*** DATA TO EXAMINE ***

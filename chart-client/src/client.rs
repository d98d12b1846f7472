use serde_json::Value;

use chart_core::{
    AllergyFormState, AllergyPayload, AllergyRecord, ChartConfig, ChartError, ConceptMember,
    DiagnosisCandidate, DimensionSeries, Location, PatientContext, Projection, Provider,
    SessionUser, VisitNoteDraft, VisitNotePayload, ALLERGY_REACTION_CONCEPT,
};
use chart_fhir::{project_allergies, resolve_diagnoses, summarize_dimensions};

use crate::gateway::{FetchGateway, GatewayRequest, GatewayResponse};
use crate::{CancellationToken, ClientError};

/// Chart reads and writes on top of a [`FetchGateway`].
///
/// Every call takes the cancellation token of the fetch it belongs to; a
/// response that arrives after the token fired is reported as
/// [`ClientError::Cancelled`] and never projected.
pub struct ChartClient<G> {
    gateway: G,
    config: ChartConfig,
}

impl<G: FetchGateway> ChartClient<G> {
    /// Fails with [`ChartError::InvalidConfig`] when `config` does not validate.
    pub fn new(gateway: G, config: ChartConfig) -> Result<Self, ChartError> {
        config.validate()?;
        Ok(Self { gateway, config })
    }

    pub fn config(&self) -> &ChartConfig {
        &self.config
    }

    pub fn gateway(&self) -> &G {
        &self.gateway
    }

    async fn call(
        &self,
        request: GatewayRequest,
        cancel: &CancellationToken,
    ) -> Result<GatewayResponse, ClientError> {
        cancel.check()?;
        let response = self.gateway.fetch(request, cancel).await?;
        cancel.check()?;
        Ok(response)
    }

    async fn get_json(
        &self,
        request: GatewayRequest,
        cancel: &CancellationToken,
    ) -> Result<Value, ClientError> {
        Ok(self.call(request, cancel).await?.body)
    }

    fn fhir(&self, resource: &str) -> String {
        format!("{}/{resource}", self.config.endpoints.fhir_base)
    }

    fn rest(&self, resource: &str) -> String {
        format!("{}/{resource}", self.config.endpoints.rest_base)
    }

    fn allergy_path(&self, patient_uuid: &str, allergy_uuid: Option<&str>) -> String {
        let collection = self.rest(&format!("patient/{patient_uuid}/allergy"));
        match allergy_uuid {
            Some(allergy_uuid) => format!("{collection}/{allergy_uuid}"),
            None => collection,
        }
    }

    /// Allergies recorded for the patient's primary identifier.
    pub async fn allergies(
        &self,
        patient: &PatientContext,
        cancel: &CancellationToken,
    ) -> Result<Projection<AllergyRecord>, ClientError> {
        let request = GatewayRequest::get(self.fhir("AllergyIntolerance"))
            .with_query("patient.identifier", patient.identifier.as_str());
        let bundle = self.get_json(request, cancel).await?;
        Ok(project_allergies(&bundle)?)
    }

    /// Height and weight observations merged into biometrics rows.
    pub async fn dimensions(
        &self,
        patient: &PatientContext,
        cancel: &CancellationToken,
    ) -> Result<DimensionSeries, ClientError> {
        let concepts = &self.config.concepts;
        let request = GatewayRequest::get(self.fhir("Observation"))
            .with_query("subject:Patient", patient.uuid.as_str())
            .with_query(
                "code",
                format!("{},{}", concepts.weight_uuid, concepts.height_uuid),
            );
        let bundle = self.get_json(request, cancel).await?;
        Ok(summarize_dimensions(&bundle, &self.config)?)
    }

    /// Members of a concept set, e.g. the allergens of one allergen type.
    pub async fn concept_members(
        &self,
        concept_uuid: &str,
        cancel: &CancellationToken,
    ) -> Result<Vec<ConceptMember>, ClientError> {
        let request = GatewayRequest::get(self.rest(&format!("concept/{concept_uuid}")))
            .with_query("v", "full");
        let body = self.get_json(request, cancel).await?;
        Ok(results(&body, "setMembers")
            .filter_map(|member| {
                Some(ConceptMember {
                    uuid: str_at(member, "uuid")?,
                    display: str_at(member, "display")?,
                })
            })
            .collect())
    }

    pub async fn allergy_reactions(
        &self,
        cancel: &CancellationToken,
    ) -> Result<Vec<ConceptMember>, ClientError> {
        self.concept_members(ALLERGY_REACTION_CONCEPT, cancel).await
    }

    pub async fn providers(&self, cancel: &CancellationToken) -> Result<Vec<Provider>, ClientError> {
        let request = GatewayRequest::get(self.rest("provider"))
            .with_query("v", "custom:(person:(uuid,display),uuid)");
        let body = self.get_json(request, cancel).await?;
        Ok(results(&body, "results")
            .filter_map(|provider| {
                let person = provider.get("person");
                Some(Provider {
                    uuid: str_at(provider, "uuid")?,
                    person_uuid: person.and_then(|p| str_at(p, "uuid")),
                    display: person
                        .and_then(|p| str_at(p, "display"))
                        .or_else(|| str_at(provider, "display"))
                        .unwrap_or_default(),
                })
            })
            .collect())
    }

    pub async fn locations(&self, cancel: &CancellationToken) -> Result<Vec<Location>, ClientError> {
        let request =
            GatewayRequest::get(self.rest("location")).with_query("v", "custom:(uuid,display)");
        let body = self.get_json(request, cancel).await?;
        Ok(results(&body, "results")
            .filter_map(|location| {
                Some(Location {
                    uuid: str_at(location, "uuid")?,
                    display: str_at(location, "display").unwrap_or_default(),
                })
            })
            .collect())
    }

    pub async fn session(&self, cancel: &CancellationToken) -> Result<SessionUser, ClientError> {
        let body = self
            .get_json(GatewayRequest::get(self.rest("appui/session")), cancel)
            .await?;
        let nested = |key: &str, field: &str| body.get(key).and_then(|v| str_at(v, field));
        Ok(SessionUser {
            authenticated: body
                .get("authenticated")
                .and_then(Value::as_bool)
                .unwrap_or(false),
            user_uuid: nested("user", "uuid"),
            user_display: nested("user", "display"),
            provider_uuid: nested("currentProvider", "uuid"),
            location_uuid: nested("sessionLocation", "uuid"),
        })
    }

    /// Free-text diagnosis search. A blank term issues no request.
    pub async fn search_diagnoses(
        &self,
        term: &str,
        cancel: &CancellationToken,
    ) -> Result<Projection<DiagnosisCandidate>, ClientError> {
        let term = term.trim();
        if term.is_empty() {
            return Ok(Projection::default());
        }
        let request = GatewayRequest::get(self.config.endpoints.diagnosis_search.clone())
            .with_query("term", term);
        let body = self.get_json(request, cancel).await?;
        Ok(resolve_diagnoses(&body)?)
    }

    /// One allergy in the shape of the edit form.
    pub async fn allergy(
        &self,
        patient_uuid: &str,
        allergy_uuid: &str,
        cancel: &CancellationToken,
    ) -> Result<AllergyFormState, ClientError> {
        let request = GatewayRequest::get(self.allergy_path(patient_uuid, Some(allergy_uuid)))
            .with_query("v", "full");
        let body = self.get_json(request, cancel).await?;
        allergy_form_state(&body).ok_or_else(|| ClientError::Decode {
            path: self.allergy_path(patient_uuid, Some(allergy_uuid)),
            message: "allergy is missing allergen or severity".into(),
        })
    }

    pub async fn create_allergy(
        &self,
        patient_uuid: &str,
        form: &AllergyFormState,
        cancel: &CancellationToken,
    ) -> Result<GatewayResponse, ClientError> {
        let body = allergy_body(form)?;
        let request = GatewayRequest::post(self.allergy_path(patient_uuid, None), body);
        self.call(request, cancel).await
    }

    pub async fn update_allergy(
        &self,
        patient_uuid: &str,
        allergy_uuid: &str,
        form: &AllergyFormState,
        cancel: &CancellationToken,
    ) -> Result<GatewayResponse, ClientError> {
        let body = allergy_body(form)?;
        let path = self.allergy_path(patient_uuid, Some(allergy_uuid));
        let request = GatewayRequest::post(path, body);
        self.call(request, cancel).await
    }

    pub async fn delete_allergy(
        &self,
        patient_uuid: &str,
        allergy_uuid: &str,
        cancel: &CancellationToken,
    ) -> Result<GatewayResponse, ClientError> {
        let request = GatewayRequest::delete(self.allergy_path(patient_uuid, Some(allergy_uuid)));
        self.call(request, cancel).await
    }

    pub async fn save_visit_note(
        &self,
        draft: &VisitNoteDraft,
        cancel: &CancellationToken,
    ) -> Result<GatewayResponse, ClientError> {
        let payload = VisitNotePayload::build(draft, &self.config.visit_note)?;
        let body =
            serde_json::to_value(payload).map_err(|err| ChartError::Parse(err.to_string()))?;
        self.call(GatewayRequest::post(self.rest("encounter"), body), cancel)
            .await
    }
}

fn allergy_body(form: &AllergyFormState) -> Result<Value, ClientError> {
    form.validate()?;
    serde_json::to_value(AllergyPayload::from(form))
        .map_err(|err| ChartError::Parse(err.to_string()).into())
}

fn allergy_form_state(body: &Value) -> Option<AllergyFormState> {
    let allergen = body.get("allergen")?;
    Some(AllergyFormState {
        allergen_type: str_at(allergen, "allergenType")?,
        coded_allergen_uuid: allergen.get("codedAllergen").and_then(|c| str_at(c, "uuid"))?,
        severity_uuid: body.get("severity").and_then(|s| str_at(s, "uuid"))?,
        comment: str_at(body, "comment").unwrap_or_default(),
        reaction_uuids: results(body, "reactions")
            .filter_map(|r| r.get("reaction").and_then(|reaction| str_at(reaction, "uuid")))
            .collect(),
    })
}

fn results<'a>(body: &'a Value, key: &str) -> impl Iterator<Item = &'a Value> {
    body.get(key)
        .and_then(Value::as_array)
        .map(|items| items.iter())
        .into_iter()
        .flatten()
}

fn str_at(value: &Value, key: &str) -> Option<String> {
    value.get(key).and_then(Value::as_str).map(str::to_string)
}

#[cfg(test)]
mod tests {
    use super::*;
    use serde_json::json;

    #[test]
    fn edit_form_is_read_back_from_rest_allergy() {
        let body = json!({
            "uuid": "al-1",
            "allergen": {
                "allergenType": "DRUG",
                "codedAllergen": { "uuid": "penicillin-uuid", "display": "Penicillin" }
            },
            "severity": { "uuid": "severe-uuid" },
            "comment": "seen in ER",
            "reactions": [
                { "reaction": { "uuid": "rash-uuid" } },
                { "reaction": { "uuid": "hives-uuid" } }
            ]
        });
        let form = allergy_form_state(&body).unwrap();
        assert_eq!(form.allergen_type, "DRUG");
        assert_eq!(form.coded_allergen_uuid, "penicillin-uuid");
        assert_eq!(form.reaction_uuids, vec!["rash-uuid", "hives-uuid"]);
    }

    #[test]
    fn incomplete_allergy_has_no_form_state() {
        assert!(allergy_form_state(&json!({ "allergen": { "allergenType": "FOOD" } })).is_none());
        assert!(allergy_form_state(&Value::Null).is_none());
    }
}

*** End of DATA TO EXAMINE ***

### EXERCISE BRIEF
Wherever a line above contains the string "display", copy that line.

### ANSWER TO THIS EXERCISE
                    display: str_at(member, "display")?,
            .with_query("v", "custom:(person:(uuid,display),uuid)");
                    display: person
                        .and_then(|p| str_at(p, "display"))
                        .or_else(|| str_at(provider, "display"))
            GatewayRequest::get(self.rest("location")).with_query("v", "custom:(uuid,display)");
                    display: str_at(location, "display").unwrap_or_default(),
            user_display: nested("user", "display"),
                "codedAllergen": { "uuid": "penicillin-uuid", "display": "Penicillin" }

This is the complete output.